Anak buah Gubernur DKI Jakarta Anies Baswedan dinilai tak cukup hanya meminta maaf atas pertunjukan sejumlah penari semi telanjang yang memakai bikini dalam Oceanic Folk Festival (OFF) di Pulau Tidung, Kepulauan Seribu pada Sabtu (21/9) malam.

Demikian dikatakan Pengamat Kebijakan Publik Amir Hamzah di Balai Kota DKI Jakarta, Senin (23/9).

"Jadi nggak cukup minta maaf saja. Harus ada evaluasi besar-besaran dalam penyelenggaraan pariwisata di Jakarta," kata Amir.

Menurut Amir, ke depan dalam merancang program pariwisata, Dinas Pariwisata dan Kebudayaan (Disparbud) DKI Jakarta semestinya berpatokan dengan UU No 10 Tahun 2009 tentang Kepariwisataan.

Untuk selanjutnya UU Kepariwisataan tersebut kemudian dijabarkan dalam Perda No 35 Tahun 2018.

Amir mengungkapkan, bahwa sepatutnya yang menjadi mitra kerja Disparbud dalam melaksanakan program-program kepariwisataan adalah Badan Promosi Pariwisata Daerah DKI Jakarta.

"Dengan Disparbud menggandeng Badan Promosi Pariwisata Daerah diharapkan pertunjukan tarian seronok di Kepulauan Seribu tidak terulang lagi," ujar Amir.

Karenanya Amir mendorong Anies Baswedan segera menerbitkan surat keputusan terkait susunan Kepengurusan Badan Promosi Pariwisata Daerah DKI Jakarta.

Disparbud sendiri selama ini dalam menggelar program-program pariwisata justru menggandeng Jakarta Tourism Forum yang ternyata tak sesuai dengan UU No 10 Tahun 2009 dan Perda No 35 Tahun 2018.
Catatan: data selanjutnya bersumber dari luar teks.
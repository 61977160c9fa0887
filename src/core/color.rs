//! RGB565 colors as the display controller expects them.

#[derive(Debug, Clone, Copy, Default, PartialEq, Eq, Hash)]
pub struct Color(pub u16);

impl Color {
    pub const BLACK: Color = Color::rgb(0x00, 0x00, 0x00);
    pub const WHITE: Color = Color::rgb(0xFF, 0xFF, 0xFF);
    pub const RED: Color = Color::rgb(0xFF, 0x00, 0x00);
    pub const GREEN: Color = Color::rgb(0x00, 0xAE, 0x0B);
    pub const YELLOW: Color = Color::rgb(0xFF, 0xEB, 0x3B);
    pub const ORANGE: Color = Color::rgb(0xFF, 0x98, 0x00);
    pub const GREY: Color = Color::rgb(0x9E, 0x9E, 0x9E);
    pub const DARK_GREY: Color = Color::rgb(0x3E, 0x3E, 0x3E);

    /// Packs 8-bit channels into 5/6/5 bits.
    pub const fn rgb(r: u8, g: u8, b: u8) -> Self {
        let r = (r as u16 & 0xF8) << 8;
        let g = (g as u16 & 0xFC) << 3;
        let b = (b as u16 & 0xF8) >> 3;
        Color(r | g | b)
    }

    pub const fn r(self) -> u8 {
        ((self.0 >> 8) & 0xF8) as u8
    }

    pub const fn g(self) -> u8 {
        ((self.0 >> 3) & 0xFC) as u8
    }

    pub const fn b(self) -> u8 {
        ((self.0 << 3) & 0xF8) as u8
    }

    /// Mixes `self` towards `other`; `t = 0.0` is `self`, `t = 1.0` is `other`.
    pub fn blend(self, other: Color, t: f32) -> Color {
        Color::rgb(
            lerpi(self.r() as i32, other.r() as i32, t) as u8,
            lerpi(self.g() as i32, other.g() as i32, t) as u8,
            lerpi(self.b() as i32, other.b() as i32, t) as u8,
        )
    }
}

/// Linear interpolation between two integers, truncating towards zero.
pub fn lerpi(a: i32, b: i32, t: f32) -> i32 {
    (a as f32 + t * (b - a) as f32) as i32
}
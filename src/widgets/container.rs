//! Container forwarding events to a list of children.

use crate::core::component::{Component, UiResult};
use crate::core::display::Display;
use crate::core::event::{Event, EventCtx};

#[derive(Default)]
pub struct Container {
    children: Vec<Box<dyn Component>>,
}

impl Container {
    pub fn new() -> Self {
        Self::default()
    }

    pub fn with_child(mut self, component: impl Component + 'static) -> Self {
        self.children.push(Box::new(component));
        self
    }

    pub fn add_child(&mut self, component: Box<dyn Component>) {
        self.children.push(component);
    }

    pub fn remove_child(&mut self, index: usize) -> Option<Box<dyn Component>> {
        if index < self.children.len() {
            Some(self.children.remove(index))
        } else {
            None
        }
    }

    pub fn len(&self) -> usize {
        self.children.len()
    }

    pub fn is_empty(&self) -> bool {
        self.children.is_empty()
    }
}

impl Component for Container {
    /// First child to produce a result wins; later children do not see the event.
    fn event(&mut self, ctx: &mut EventCtx, event: &Event) -> Option<UiResult> {
        for child in self.children.iter_mut() {
            if let Some(result) = child.event(ctx, event) {
                return Some(result);
            }
        }
        None
    }

    fn paint(&mut self, display: &mut dyn Display) {
        for child in self.children.iter_mut() {
            child.paint(display);
        }
    }

    fn request_repaint(&mut self) {
        for child in self.children.iter_mut() {
            child.request_repaint();
        }
    }

    fn read_content(&self, out: &mut Vec<String>) {
        for child in &self.children {
            child.read_content(out);
        }
    }

    fn page_count(&self) -> usize {
        self.children
            .iter()
            .map(|child| child.page_count())
            .max()
            .unwrap_or(1)
    }
}

#[cfg(test)]
mod tests {
    use super::Container;
    use crate::core::component::{content_of, Component, UiResult};
    use crate::core::display::Display;
    use crate::core::event::{Event, EventCtx, TimerToken};

    struct Fixed {
        text: &'static str,
        result: Option<UiResult>,
        paints: usize,
    }

    impl Component for Fixed {
        fn event(&mut self, _ctx: &mut EventCtx, _event: &Event) -> Option<UiResult> {
            self.result.clone()
        }

        fn paint(&mut self, _display: &mut dyn Display) {
            self.paints += 1;
        }

        fn request_repaint(&mut self) {}

        fn read_content(&self, out: &mut Vec<String>) {
            out.push(self.text.to_string());
        }
    }

    fn fixed(text: &'static str, result: Option<UiResult>) -> Fixed {
        Fixed {
            text,
            result,
            paints: 0,
        }
    }

    #[test]
    fn first_result_wins() {
        let mut container = Container::new()
            .with_child(fixed("a", None))
            .with_child(fixed("b", Some(UiResult::Info)))
            .with_child(fixed("c", Some(UiResult::Confirmed)));
        let mut ctx = EventCtx::new();
        assert_eq!(
            container.event(&mut ctx, &Event::Timer(TimerToken(1))),
            Some(UiResult::Info)
        );
    }

    #[test]
    fn content_is_collected_in_order() {
        let mut container = Container::new().with_child(fixed("a", None));
        container.add_child(Box::new(fixed("b", None)));
        assert_eq!(content_of(&container), vec!["a", "b"]);
        assert!(container.remove_child(5).is_none());
        assert_eq!(container.len(), 2);
    }
}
Kata Amir, dugaan pelanggaran kerjasama penyelenggaraan pariwisata juga makin kacau, karena ternyata Jakarta Tourism Forum dipimpin Dewan Pengawas PD Dharma Jaya, BUMD milik Pemprov DKI yang mengurusi daging.

"Kondisi ini menimbulkan tumpang tindih kinerja dalam penyelenggaraan pariwisata, khususnya di Kepulauan Seribu," tutup Amir.

Sebelumnya, anak buah Gubernur DKI Jakarta Anies Baswedan meminta maaf terkait adanya pertunjukan tarian seronok dalam Oceanic Folk Festival (OFF) yang digelar di Pulau Tidung, Sabtu (21/9) malam.

Kepala Sudin Pariwisata dan Kebudayaan (Sudin Parbud) Kepulauan Seribu, Cucu Ahmad Kurnia mengaku meminta maaf jika ada pertunjukan yang tidak sesuai norma masyarakat.

"Ya kami akan membuat permintaan maaf nanti secara tertulis bahwa kami mungkin melakukan kelalaian. Tapi Alhamdulillah acara benrlangsung lancar dan yang hadir di tempat acara bertahan sampai tengah malam. Dan tidak ada niat kami selain untuk mempromosikan Kepulauan Seribu agar lebih dikenal khususnya bagi wisatawan manca negara," kata Cucu saat dihubungi, Minggu (22/9).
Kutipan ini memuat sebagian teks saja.